Since 1977, Labour has governed between the years of 1984-1986, 1992-1996 and 1999-2001. That is eight years out of the previous forty years. Realistically, the longer a party controls political power the less responsive it becomes to human rights and the general good of the people it was elected to serve. Being positively responsive to democratic principles (i.e. accountability, transparency and political tolerance) fades as the length of rule grows. Those that hold onto power for too long close their hearts as well as their minds to all but the supporters they manipulate in order to retain their control. Tyranny begins with there being an incomplete restraint on an abusive relationship between stake-holders. It inevitably leads to enslavement because it becomes increasingly more difficult to rein in the unreasonable demands of a privileged minority. Any corrupt ideological process nurtures a culture of dependency and a sense of exclusive entitlement is central to any narrowly focused world view.
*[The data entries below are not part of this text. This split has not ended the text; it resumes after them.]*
//! Single source of truth for inbox items and merge-suggestion clusters.
//!
//! Server push events, snapshot loads, and local optimistic mutations all
//! funnel through this store, which is what keeps a stale full refresh from
//! racing a fresh local action: an item with an inflight action keeps its
//! local (optimistic) state until the action resolves, no matter what a
//! snapshot says about it in the meantime.

use std::collections::HashMap;

use serde_json::Value;
use tracing::warn;

use crate::error::ActionError;
use crate::models::{
    ActionKind, ActionOutcome, ActionState, Cluster, InboxItem, ItemStatus, PendingAction,
};

/// Rollback state held while an action is in flight.
#[derive(Debug, Clone)]
struct InflightEntry {
    action: PendingAction,
    /// Last known server-side copy of the item, restored on failure
    saved: InboxItem,
}

pub struct InboxStore {
    items: Vec<InboxItem>,
    clusters: Vec<Cluster>,
    inflight: HashMap<String, InflightEntry>,
}

impl InboxStore {
    pub fn new() -> Self {
        Self {
            items: Vec::new(),
            clusters: Vec::new(),
            inflight: HashMap::new(),
        }
    }

    // ===== Views =====

    /// Items awaiting triage, most recent first.
    pub fn pending_items(&self) -> Vec<&InboxItem> {
        self.items.iter().filter(|i| i.is_pending()).collect()
    }

    pub fn clusters(&self) -> &[Cluster] {
        &self.clusters
    }

    /// Badge count; always equals the number of pending items.
    pub fn count(&self) -> usize {
        self.items.iter().filter(|i| i.is_pending()).count()
    }

    pub fn contains(&self, item_id: &str) -> bool {
        self.items.iter().any(|i| i.id == item_id)
    }

    pub fn has_inflight(&self, item_id: &str) -> bool {
        self.inflight.contains_key(item_id)
    }

    pub fn inflight_count(&self) -> usize {
        self.inflight.len()
    }

    // ===== Mutations =====

    /// Replace state wholesale from an authoritative server snapshot.
    ///
    /// Items with an inflight action are the exception: the incoming copy
    /// refreshes the stashed rollback state but is not resurfaced in the
    /// pending view until the action resolves.
    pub fn load_snapshot(&mut self, items: Vec<InboxItem>, clusters: Vec<Cluster>) {
        self.clusters = clusters;

        let mut next = Vec::with_capacity(items.len());
        for item in items {
            if let Some(entry) = self.inflight.get_mut(&item.id) {
                entry.saved = item;
                continue;
            }
            next.push(item);
        }
        next.sort_by(|a, b| b.created_at.cmp(&a.created_at));
        self.items = next;

        self.repair_cluster_refs();
    }

    /// Immediately apply the local effect of a user action, before the server
    /// has seen it. Dismiss, accept-merge, and reject-merge all remove the
    /// item from the pending view.
    pub fn apply_optimistic(
        &mut self,
        item_id: &str,
        kind: ActionKind,
        payload: Option<Value>,
    ) -> Result<(), ActionError> {
        if self.inflight.contains_key(item_id) {
            return Err(ActionError::AlreadyPending {
                item_id: item_id.to_string(),
            });
        }

        let pos = self
            .items
            .iter()
            .position(|i| i.id == item_id)
            .ok_or_else(|| ActionError::ItemGone {
                item_id: item_id.to_string(),
            })?;

        let mut saved = self.items.remove(pos);
        saved.status = ItemStatus::Pending;
        self.inflight.insert(
            item_id.to_string(),
            InflightEntry {
                action: PendingAction::new(item_id, kind, payload),
                saved,
            },
        );
        Ok(())
    }

    /// Resolve an inflight action with its final outcome. Called exactly once
    /// per submission by the dispatcher.
    pub fn reconcile(&mut self, item_id: &str, outcome: &ActionOutcome) {
        let Some(mut entry) = self.inflight.remove(item_id) else {
            warn!(item_id, "reconcile for an action that is not inflight");
            return;
        };

        match outcome {
            ActionOutcome::Confirmed => {
                entry.action.state = ActionState::Confirmed;
            }
            ActionOutcome::ItemGone => {
                // Server state is authoritative once confirmed absent
                warn!(item_id, "item vanished server-side; dropping locally");
            }
            ActionOutcome::Failed => {
                entry.action.state = ActionState::Failed;
                let mut item = entry.saved;
                item.status = ItemStatus::Pending;
                self.insert_sorted(item);
                self.repair_cluster_refs();
            }
        }
    }

    fn insert_sorted(&mut self, item: InboxItem) {
        let pos = self
            .items
            .partition_point(|i| i.created_at > item.created_at);
        self.items.insert(pos, item);
    }

    /// Drop `cluster_id`s that no longer reference a cluster listing the
    /// item, keeping the membership invariant intact.
    fn repair_cluster_refs(&mut self) {
        for item in &mut self.items {
            let valid = item.cluster_id.as_deref().is_some_and(|cid| {
                self.clusters
                    .iter()
                    .any(|c| c.id == cid && c.contains(&item.id))
            });
            if !valid {
                item.cluster_id = None;
            }
        }
    }
}

impl Default for InboxStore {
    fn default() -> Self {
        Self::new()
    }
}
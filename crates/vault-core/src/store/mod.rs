pub mod inbox_store;

use std::sync::Arc;

use parking_lot::Mutex;

pub use inbox_store::InboxStore;

/// All mutations are serialized through this single lock; it is only ever
/// held for synchronous store operations, never across an await point.
pub type SharedStore = Arc<Mutex<InboxStore>>;

pub fn shared_store() -> SharedStore {
    Arc::new(Mutex::new(InboxStore::new()))
}
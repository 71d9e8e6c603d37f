//! Persistent push connection to the vault backend.
//!
//! One WebSocket per user/session identifier, with an explicit lifecycle:
//! `disconnected -> connecting -> connected -> (closed) -> connecting ...`
//! Unexpected closes reconnect forever with jittered exponential backoff;
//! the shutdown watch is checked before every scheduled retry so teardown is
//! deterministic. A bad URL or a rejected credential is terminal (`Failed`)
//! and never loops.

use std::time::Duration;

use futures::{SinkExt, StreamExt};
use rand::Rng;
use tokio::net::TcpStream;
use tokio::sync::{mpsc, watch};
use tokio::time::sleep;
use tokio_tungstenite::tungstenite::{Error as WsError, Message};
use tokio_tungstenite::{connect_async, MaybeTlsStream, WebSocketStream};
use tracing::{debug, info, warn};
use url::Url;

use crate::config::CoreConfig;
use crate::constants::{RECONNECT_BASE_DELAY, RECONNECT_MAX_DELAY};
use crate::error::TransportError;
use crate::models::{ConnectionState, ConnectionStatus};

type WsStream = WebSocketStream<MaybeTlsStream<TcpStream>>;

/// Why a connected session ended.
enum SessionEnd {
    /// Server closed or the stream errored; reconnect
    Closed(String),
    /// Shutdown requested; do not reconnect
    Shutdown,
}

pub struct PushChannel {
    url: String,
    state_tx: watch::Sender<ConnectionState>,
}

impl PushChannel {
    /// Build a channel for this session's push URL. The returned receiver
    /// observes every connection-state transition.
    pub fn new(config: &CoreConfig) -> (Self, watch::Receiver<ConnectionState>) {
        let (state_tx, state_rx) = watch::channel(ConnectionState::disconnected());
        (
            Self {
                url: config.push_url(),
                state_tx,
            },
            state_rx,
        )
    }

    /// Run the connection loop until shutdown. Text frames are forwarded raw
    /// to `raw_tx`; decoding happens downstream so a malformed frame can
    /// never take the connection down.
    pub async fn run(self, raw_tx: mpsc::UnboundedSender<String>, mut shutdown: watch::Receiver<bool>) {
        // Validate up front: an unparseable URL must not enter the retry loop
        if let Err(e) = Url::parse(&self.url) {
            let err = TransportError::InvalidUrl(e.to_string());
            warn!(url = %self.url, %err, "push channel failed");
            self.set_state(ConnectionStatus::Failed, 0, Some(err.to_string()));
            return;
        }

        let mut retry_count: u32 = 0;
        loop {
            if *shutdown.borrow() {
                break;
            }

            self.set_state(ConnectionStatus::Connecting, retry_count, None);
            match connect_async(self.url.as_str()).await {
                Ok((stream, _response)) => {
                    info!(url = %self.url, "push channel connected");
                    retry_count = 0;
                    self.set_state(ConnectionStatus::Connected, 0, None);

                    match Self::read_frames(stream, &raw_tx, &mut shutdown).await {
                        SessionEnd::Shutdown => break,
                        SessionEnd::Closed(reason) => {
                            debug!(%reason, "push connection closed; will reconnect");
                            self.set_state(ConnectionStatus::Disconnected, 0, Some(reason));
                        }
                    }
                }
                Err(WsError::Http(response)) if is_auth_status(response.status().as_u16()) => {
                    // Rejected credentials will not fix themselves; surface a
                    // terminal failure and require an explicit re-connect.
                    let err = TransportError::Unauthorized {
                        status: response.status().as_u16(),
                    };
                    warn!(%err, "push channel failed");
                    self.set_state(ConnectionStatus::Failed, retry_count, Some(err.to_string()));
                    return;
                }
                Err(e) => {
                    let err = TransportError::from(e);
                    debug!(%err, retry_count, "push connect failed");
                    self.set_state(
                        ConnectionStatus::Disconnected,
                        retry_count,
                        Some(err.to_string()),
                    );
                }
            }

            retry_count += 1;
            let delay = jittered(backoff_ceiling(retry_count));
            debug!(retry_count, ?delay, "scheduling push reconnect");
            tokio::select! {
                _ = sleep(delay) => {}
                _ = shutdown.changed() => {
                    if *shutdown.borrow() {
                        break;
                    }
                }
            }
        }

        debug!("push channel torn down");
        self.set_state(ConnectionStatus::Disconnected, 0, None);
    }

    async fn read_frames(
        mut stream: WsStream,
        raw_tx: &mpsc::UnboundedSender<String>,
        shutdown: &mut watch::Receiver<bool>,
    ) -> SessionEnd {
        loop {
            tokio::select! {
                _ = shutdown.changed() => {
                    if *shutdown.borrow() {
                        let _ = stream.close(None).await;
                        return SessionEnd::Shutdown;
                    }
                }
                frame = stream.next() => match frame {
                    Some(Ok(Message::Text(text))) => {
                        if raw_tx.send(text).is_err() {
                            // Receiver dropped: the runtime is gone
                            return SessionEnd::Shutdown;
                        }
                    }
                    Some(Ok(Message::Ping(data))) => {
                        let _ = stream.send(Message::Pong(data)).await;
                    }
                    Some(Ok(Message::Close(frame))) => {
                        let reason = frame
                            .map(|f| f.reason.to_string())
                            .unwrap_or_else(|| "server close".to_string());
                        return SessionEnd::Closed(reason);
                    }
                    Some(Ok(_)) => {} // pongs, binary: ignored
                    Some(Err(e)) => return SessionEnd::Closed(e.to_string()),
                    None => return SessionEnd::Closed("stream ended".to_string()),
                }
            }
        }
    }

    fn set_state(&self, status: ConnectionStatus, retry_count: u32, last_error: Option<String>) {
        let _ = self.state_tx.send(ConnectionState {
            status,
            retry_count,
            last_error,
        });
    }
}

fn is_auth_status(status: u16) -> bool {
    status == 401 || status == 403
}

/// Backoff ceiling for the nth consecutive failed attempt (1-based):
/// 1s, 2s, 4s, ... capped at 30s.
fn backoff_ceiling(attempt: u32) -> Duration {
    let exp = attempt.saturating_sub(1).min(16);
    let candidate = RECONNECT_BASE_DELAY.saturating_mul(1 << exp);
    candidate.min(RECONNECT_MAX_DELAY)
}

/// Uniform jitter in `[ceiling/2, ceiling]`, keeping consecutive delays
/// non-decreasing up to jitter while still spreading reconnect storms.
fn jittered(ceiling: Duration) -> Duration {
    let ceiling_ms = ceiling.as_millis() as u64;
    let floor_ms = ceiling_ms / 2;
    Duration::from_millis(rand::thread_rng().gen_range(floor_ms..=ceiling_ms))
}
The importance of having a credible opposition is that the party in power is unlikely to make the hard decisions that are required to advance peace when it does not feel its hold on political power is under threat from its political rivals. While our enemies re-write history and intimidate us into silence it is only as a united society that we can effectively argue for justice for us too. It becomes increasingly difficult to make peace with our external enemies when we are disunited and when internal debate is heavily circumscribed in order to mitigate an ever more acrimonious atmosphere of tribalism and exclusion.
Zionism does not preclude sharing the land. Islamism, Arabism and the Boycott movement (BDS) do. Israel, in becoming a post-Zionist, me-centric society is unable to put together cogent arguments to combat its enemies’ segregationist, maximalist and anti-Semitic arguments.